Functional Oil from Black Seed Differentially Inhibits Aldose-reductase and Ectonucleotidase Activities by Up-regulating Cellular Energy in Haloperidol-induced Hepatic Toxicity in Rat Liver.

Abstract

In this study, the effect of rate-limiting enzymes involved in degradation of hepatic adenosine and intracellular sorbitol was investigated in rats exposed to haloperidol (HAL) and treated with functional oil (FO), containing principal active phytochemicals from black seed. Animals were divided into six groups (n=10): Distilled water, HAL 15 mg/kg, pre-administration/HAL 15 mg/kg, co-administration/HAL 15 mg/kg, post-administration/HAL 15 mg/kg, FO 150 mg/kg. The results of this study revealed that the activities of ectonucleotidase and aldose-reductase were significantly increased in HAL-treated rats when compared with the control (p < 0.05). However, differential treatments (pre, co and post) with FO depleted the activities of these enzymes compared with HAL-treated rats.
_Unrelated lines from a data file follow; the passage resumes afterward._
use crate::core::calculator::parser::parse_optional;
use crate::core::calculator::{NOT_AVAILABLE, WORKDAY_TARGET_MINUTES};
use crate::models::duration::WorkDuration;
use crate::models::time_of_day::TimeOfDay;
use crate::utils::formatting::format_duration;
use serde::Serialize;

pub const COMPLETED_MARKER: &str = " (Completed ✓)";
pub const NO_OVERTIME: &str = "No overtime";

/// Rendered completion time and overtime.
#[derive(Debug, Clone, PartialEq, Eq, Serialize)]
pub struct Projection {
    pub completion_time: String,
    pub overtime: String,
}

impl Projection {
    fn not_available() -> Self {
        Self {
            completion_time: NOT_AVAILABLE.to_string(),
            overtime: NOT_AVAILABLE.to_string(),
        }
    }
}

/// Project when the 8-hour target is reached and how much overtime is on the books.
///
/// Breaks push completion later since they do not count toward the target.
pub fn project(
    first_start: Option<&str>,
    total_worked_minutes: i64,
    total_break_minutes: i64,
) -> Projection {
    let Some(start) = parse_optional(first_start) else {
        return Projection::not_available();
    };

    let mut completion_time = completion_time_of_day(start, total_break_minutes).format_12h();
    if total_worked_minutes >= WORKDAY_TARGET_MINUTES {
        completion_time.push_str(COMPLETED_MARKER);
    }

    let overtime = match overtime_minutes(total_worked_minutes) {
        0 => NO_OVERTIME.to_string(),
        mins => {
            let d = WorkDuration::from_minutes(mins);
            format_duration(d.hours, d.minutes)
        }
    };

    Projection {
        completion_time,
        overtime,
    }
}

pub fn completion_time_of_day(start: TimeOfDay, total_break_minutes: i64) -> TimeOfDay {
    TimeOfDay::from_minutes_since_midnight(
        start.minutes_since_midnight() + WORKDAY_TARGET_MINUTES + total_break_minutes,
    )
}

pub fn overtime_minutes(total_worked_minutes: i64) -> i64 {
    (total_worked_minutes - WORKDAY_TARGET_MINUTES).max(0)
}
Furthermore, therapeutic HAL administration increased the levels of key hepatic biomarkers (ALT, AST, and ALP) and malondialdehyde level with a concomitant decrease in functional hepatic cellular ATP. However, differential treatment with FO increases hepatic ATP and non-enzymatic antioxidant status, with a concomitant decrease in the levels of malondialdehyde and liver biomarkers. Therefore, results of this finding underlined the importance of aldose-reductase and econucleotidase activities in HAL induced toxicity and suggest some possible mechanisms of action by which FO prevent HAL-induced hepatic toxicity in rats.